Le Venezuela vit-il le même scénario qui s’est soldé par l’échec de l’opposition dans sa quête du pouvoir ou pouvons-nous nous attendre à un résultat différent cette fois-ci ?
Guaido 2.0
« L’histoire se répète, d’abord comme tragédie, puis comme farce » (Karl Marx). Se revendiquant toujours marxiste-léniniste, formé en partie à Cuba, Maduro cite ses classiques pour parler de la situation actuelle.
En 2018, l’opposition avait boycotté les élections, accusant le gouvernement de fraude. En janvier 2019, subissant une brèche « institutionnelle », l'opposition Juan Guaidó, président du Parlement dont les chavistes ont perdu le contrôle en 2015, s'est proclamé président par intérim, rappelle Pedro Benítez, professeur d'histoire économique à l'Université centrale du Venezuela et. éditorialiste de renom.
Une partie de la communauté internationale, et en particulier les États-Unis, convaincus de pouvoir renverser Nicolás Maduro, reconnurent alors Guaidó comme chef d’État légitime, lui accordant même le pouvoir sur les avoirs vénézuéliens à l’étranger.
Cependant, cette expérience s'est soldée par un échec cuisant, Maduro se moquant périodiquement de l'opposition qui, selon lui, vivait dans le « Monde de Narnia ».
Aujourd’hui, il accuse (le candidat de l’opposition Edmundo) González Urrutia d’être « Guaidó 2.0 ». « C'est le même scénario avec les mêmes acteurs. Des gens qui veulent la paix, la démocratie, la prospérité et des élites haineuses liées à l'empire américain. »
collision ferroviaire
Pour Giulio Cellini, directeur du cabinet de conseil politique Logconsultancy, « le contexte est très différent de celui de l'ère Guaidó. Il ne s'agit pas pour la communauté internationale de reconnaître un président parallèle mais de savoir quel sera le résultat des élections présidentielles ».
Le Conseil National Electoral (CNE) sans rendre public le décompte exact des votes ni les procès-verbaux des bureaux de vote, en raison, selon la CNE, d'un piratage informatique.
Selon l'opposition, dont la validité est rejetée par Maduro, Edmundo González Urrutia, qui a remplacé María Corina Machado déclarée inéligible au pied levé, a remporté le vote avec 67% des voix. .
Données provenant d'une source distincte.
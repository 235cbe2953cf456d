use super::*;

#[test]
fn test_calculate_cart_does_not_touch_stock() {
    let (_dir, manager) = burger_shop();

    let calc = manager
        .calculate_cart(&[item("burger", 2), item("papas", 1)])
        .unwrap();

    assert!(calc.valid);
    assert_eq!(calc.total, 2450.5);
    assert_eq!(stock_of(&manager, "burger"), 5);
    assert!(manager.store().read(|docs| docs.orders.is_empty()));
}

#[test]
fn test_calculate_cart_reports_errors() {
    let (_dir, manager) = burger_shop();

    let calc = manager
        .calculate_cart(&[item("burger", 10), item("ghost", 1), item("papas", 1)])
        .unwrap();

    assert!(!calc.valid);
    assert_eq!(calc.errors.len(), 2);
    assert!(calc.errors[0].contains("Disponible: 5"));
    assert!(calc.errors[1].contains("ghost"));
    assert_eq!(calc.items.len(), 1);
    assert_eq!(calc.total, 450.5);
}

#[test]
fn test_calculate_cart_empty() {
    let (_dir, manager) = burger_shop();
    assert!(matches!(
        manager.calculate_cart(&[]),
        Err(OrderError::EmptyCart)
    ));
}

/// The pre-check and order creation agree on every cart
#[test]
fn test_calculate_and_create_agree() {
    let carts: Vec<Vec<CartItemInput>> = vec![
        vec![item("burger", 2)],
        vec![item("burger", 6)],
        vec![item("burger", 3), item("burger", 3)],
        vec![item("burger", 2), item("burger", 3)],
        vec![item("papas", 10), item("burger", 1)],
        vec![item("ghost", 1)],
        vec![item("burger", 0)],
        vec![CartItemInput {
            product_id: "papas".into(),
            cantidad: 2.5,
        }],
    ];

    for cart in carts {
        let (_dir, manager) = burger_shop();
        let calc = manager.calculate_cart(&cart).unwrap();
        let created = manager.create_order("Ana", &cart);

        assert_eq!(calc.valid, created.is_ok(), "cart {:?}", cart);
        if let Ok(order) = created {
            assert_eq!(order.importe, calc.total, "cart {:?}", cart);
        }
    }
}
//! Order Repository
//!
//! Read-only access to orders. All order mutations go through `OrdersManager`.

use crate::db::JsonStore;
use serde::Serialize;
use shared::models::{Order, PaymentStatus};
use std::collections::BTreeMap;
use std::sync::Arc;

/// Aggregate numbers for the admin dashboard
#[derive(Debug, Clone, Default, PartialEq, Serialize)]
#[serde(rename_all = "camelCase")]
pub struct OrderStats {
    pub total: usize,
    pub por_estado: BTreeMap<String, usize>,
    pub por_pago: BTreeMap<String, usize>,
    /// Sum of `importe` over approved orders
    pub total_ventas: f64,
}

#[derive(Clone)]
pub struct OrderRepository {
    store: Arc<JsonStore>,
}

impl OrderRepository {
    pub fn new(store: Arc<JsonStore>) -> Self {
        Self { store }
    }

    pub fn find_all(&self) -> Vec<Order> {
        self.store.read(|docs| docs.orders.clone())
    }

    pub fn stats(&self) -> OrderStats {
        self.store.read(|docs| {
            let mut stats = OrderStats {
                total: docs.orders.len(),
                ..Default::default()
            };
            let mut ventas = rust_decimal::Decimal::ZERO;
            for order in &docs.orders {
                *stats
                    .por_estado
                    .entry(order.estado.as_str().to_string())
                    .or_default() += 1;
                *stats
                    .por_pago
                    .entry(order.payment_status.as_str().to_string())
                    .or_default() += 1;
                if order.payment_status == PaymentStatus::Approved {
                    ventas += crate::orders::money::to_decimal(order.importe);
                }
            }
            stats.total_ventas = crate::orders::money::to_f64(ventas);
            stats
        })
    }
}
L'opposition et de nombreux observateurs comme MM. Cellini et Benítez considèrent comme invraisemblable le piratage proposé par le CNE, et certains estiment qu'il s'agit d'une « invention » du gouvernement pour empêcher la publication des documents électoraux.
Actuellement, la situation stagne, souligne Cellini. « C'est une collision entre deux trains, entre le pouvoir qui se proclame vainqueur mais ne l'a pas prouvé, et l'opposition qui prétend avoir les minutes mais n'a aucun moyen institutionnel pour prouver sa victoire, car le pouvoir contrôle toutes les institutions », » observe-t-il.
« Guerre d'usure »
« Ce qui se développe actuellement, c'est la consolidation d'une dictature militaire dans le pire style de ce que nous avons connu dans le Cône Sud. Nous assistons à des disparitions forcées, à des détentions à grande échelle. Ce qu'ont connu le Chili, l'Argentine, le Brésil, l'Uruguay dans les années 1970, » estime Benítez, rappelant qu'il existe aujourd'hui en Amérique latine trois dictatures : Cuba, le Nicaragua et le Venezuela. Les trois de gauche après ceux de droite du XXe siècle.
La répression des émeutes a fait 24 morts selon des ONG de défense des droits de l'homme et 2 2000 personnes ont été arrêtées, selon Maduro.
« Jusqu'à présent, les forces armées se sont montrées publiquement monolithiques, unies autour de la stratégie appliquée par le gouvernement », souligne Cellini, pour qui le pouvoir est de plus en plus autoritaire. « Nous avons connu la suspension de cela », ajoute-t-il.
C’est le début d’une « guerre d’usure », souligne cet observateur avisé. Entre un pouvoir qui a la force et compte sur la démobilisation de l'opposition, et une opposition qui compte sur la rue mais aussi sur la pression internationale.